**WHAT IS NEEDED:**
Return the full set of records, matching them character for character.

**SOURCE MATERIAL:**
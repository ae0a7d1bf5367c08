use crate::{
    builder::Config,
    channel::{Channel, FromDevice, ToDevice},
    dma::DmaAllocator,
    interrupt::InterruptRegistry,
    port::ControlPort,
    Direction, Error,
};
use embedded_hal::blocking::delay::DelayUs;

/// Which channels reported halted during shutdown. A channel that did not had
/// its ring memory leaked rather than freed.
#[derive(Clone, Copy, Debug, PartialEq, Eq, defmt::Format)]
pub struct ShutdownReport {
    pub tx_quiesced: bool,
    pub rx_quiesced: bool,
}

impl ShutdownReport {
    pub fn is_clean(&self) -> bool {
        self.tx_quiesced && self.rx_quiesced
    }
}

/// A DMA engine with one transmit channel of `TX` descriptors and one receive
/// channel of `RX` descriptors behind a shared control port.
pub struct Device<P: ControlPort, const TX: usize, const RX: usize> {
    port: P,
    tx: Channel<ToDevice, TX>,
    rx: Channel<FromDevice, RX>,
}

impl<P: ControlPort, const TX: usize, const RX: usize> Device<P, TX, RX> {
    pub fn new(port: P) -> Self {
        Device {
            port,
            tx: Channel::new(),
            rx: Channel::new(),
        }
    }

    pub fn port(&self) -> &P {
        &self.port
    }

    pub fn tx(&self) -> &Channel<ToDevice, TX> {
        &self.tx
    }

    pub fn rx(&self) -> &Channel<FromDevice, RX> {
        &self.rx
    }

    /// Allocates both rings, registers both interrupts, programs coalescing and
    /// starts both channels.
    ///
    /// Any failure undoes every earlier step before the error is returned.
    pub fn bring_up<A, R, T>(&self, config: &Config, allocator: &mut A, registry: &mut R, delay: &mut T) -> Result<(), Error>
    where
        A: DmaAllocator + ?Sized,
        R: InterruptRegistry + ?Sized,
        T: DelayUs<u32>,
    {
        self.tx.initialize(allocator, registry, config.tx_irq)?;
        if let Err(e) = self.rx.initialize(allocator, registry, config.rx_irq) {
            self.tx.release(allocator, registry, true);
            return Err(e);
        }

        self.port.reset(Direction::ToDevice);
        self.port.reset(Direction::FromDevice);
        self.port.configure_delay_and_threshold(
            Direction::FromDevice,
            config.interrupt_delay,
            config.interrupt_threshold,
        );

        let started = self.tx.start(&self.port).and_then(|_| self.rx.start(&self.port));
        if let Err(e) = started {
            defmt::error!("device bring-up failed ({}), rolling back", e);
            let report = self.shutdown(config, allocator, registry, delay);
            if !report.is_clean() {
                defmt::error!("rollback left channels running: {}", report);
            }
            return Err(e);
        }

        defmt::info!("device up: {} tx / {} rx descriptors", TX, RX);
        Ok(())
    }

    /// Stops both channels, waits up to `config.quiesce_timeout` for each to
    /// halt, unregisters the interrupts and frees the rings.
    ///
    /// Never fails. A channel that does not halt keeps its memory.
    pub fn shutdown<A, R, T>(&self, config: &Config, allocator: &mut A, registry: &mut R, delay: &mut T) -> ShutdownReport
    where
        A: DmaAllocator + ?Sized,
        R: InterruptRegistry + ?Sized,
        T: DelayUs<u32>,
    {
        let tx_quiesced = self
            .tx
            .stop(&self.port, delay, config.quiesce_timeout, config.quiesce_poll_interval);
        let rx_quiesced = self
            .rx
            .stop(&self.port, delay, config.quiesce_timeout, config.quiesce_poll_interval);

        self.tx.release(allocator, registry, tx_quiesced);
        self.rx.release(allocator, registry, rx_quiesced);

        let report = ShutdownReport {
            tx_quiesced,
            rx_quiesced,
        };
        defmt::info!("device down: {}", report);
        report
    }

    /// Gives the control port back. Only meaningful once the device is shut
    /// down.
    pub fn free(self) -> P {
        self.port
    }
}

**ANSWER FOR THIS EXERCISE:**
repository ae0a7d1bf5367c08
use crate::{
    builder::Config,
    channel::{Channel, FromDevice, ToDevice},
    dma::DmaAllocator,
    interrupt::InterruptRegistry,
    port::ControlPort,
    Direction, Error,
};
use embedded_hal::blocking::delay::DelayUs;

/// Which channels reported halted during shutdown. A channel that did not had
/// its ring memory leaked rather than freed.
#[derive(Clone, Copy, Debug, PartialEq, Eq, defmt::Format)]
pub struct ShutdownReport {
    pub tx_quiesced: bool,
    pub rx_quiesced: bool,
}

impl ShutdownReport {
    pub fn is_clean(&self) -> bool {
        self.tx_quiesced && self.rx_quiesced
    }
}

/// A DMA engine with one transmit channel of `TX` descriptors and one receive
/// channel of `RX` descriptors behind a shared control port.
pub struct Device<P: ControlPort, const TX: usize, const RX: usize> {
    port: P,
    tx: Channel<ToDevice, TX>,
    rx: Channel<FromDevice, RX>,
}

impl<P: ControlPort, const TX: usize, const RX: usize> Device<P, TX, RX> {
    pub fn new(port: P) -> Self {
        Device {
            port,
            tx: Channel::new(),
            rx: Channel::new(),
        }
    }

    pub fn port(&self) -> &P {
        &self.port
    }

    pub fn tx(&self) -> &Channel<ToDevice, TX> {
        &self.tx
    }

    pub fn rx(&self) -> &Channel<FromDevice, RX> {
        &self.rx
    }

    /// Allocates both rings, registers both interrupts, programs coalescing and
    /// starts both channels.
    ///
    /// Any failure undoes every earlier step before the error is returned.
    pub fn bring_up<A, R, T>(&self, config: &Config, allocator: &mut A, registry: &mut R, delay: &mut T) -> Result<(), Error>
    where
        A: DmaAllocator + ?Sized,
        R: InterruptRegistry + ?Sized,
        T: DelayUs<u32>,
    {
        self.tx.initialize(allocator, registry, config.tx_irq)?;
        if let Err(e) = self.rx.initialize(allocator, registry, config.rx_irq) {
            self.tx.release(allocator, registry, true);
            return Err(e);
        }

        self.port.reset(Direction::ToDevice);
        self.port.reset(Direction::FromDevice);
        self.port.configure_delay_and_threshold(
            Direction::FromDevice,
            config.interrupt_delay,
            config.interrupt_threshold,
        );

        let started = self.tx.start(&self.port).and_then(|_| self.rx.start(&self.port));
        if let Err(e) = started {
            defmt::error!("device bring-up failed ({}), rolling back", e);
            let report = self.shutdown(config, allocator, registry, delay);
            if !report.is_clean() {
                defmt::error!("rollback left channels running: {}", report);
            }
            return Err(e);
        }

        defmt::info!("device up: {} tx / {} rx descriptors", TX, RX);
        Ok(())
    }

    /// Stops both channels, waits up to `config.quiesce_timeout` for each to
    /// halt, unregisters the interrupts and frees the rings.
    ///
    /// Never fails. A channel that does not halt keeps its memory.
    pub fn shutdown<A, R, T>(&self, config: &Config, allocator: &mut A, registry: &mut R, delay: &mut T) -> ShutdownReport
    where
        A: DmaAllocator + ?Sized,
        R: InterruptRegistry + ?Sized,
        T: DelayUs<u32>,
    {
        let tx_quiesced = self
            .tx
            .stop(&self.port, delay, config.quiesce_timeout, config.quiesce_poll_interval);
        let rx_quiesced = self
            .rx
            .stop(&self.port, delay, config.quiesce_timeout, config.quiesce_poll_interval);

        self.tx.release(allocator, registry, tx_quiesced);
        self.rx.release(allocator, registry, rx_quiesced);

        let report = ShutdownReport {
            tx_quiesced,
            rx_quiesced,
        };
        defmt::info!("device down: {}", report);
        report
    }

    /// Gives the control port back. Only meaningful once the device is shut
    /// down.
    pub fn free(self) -> P {
        self.port
    }
}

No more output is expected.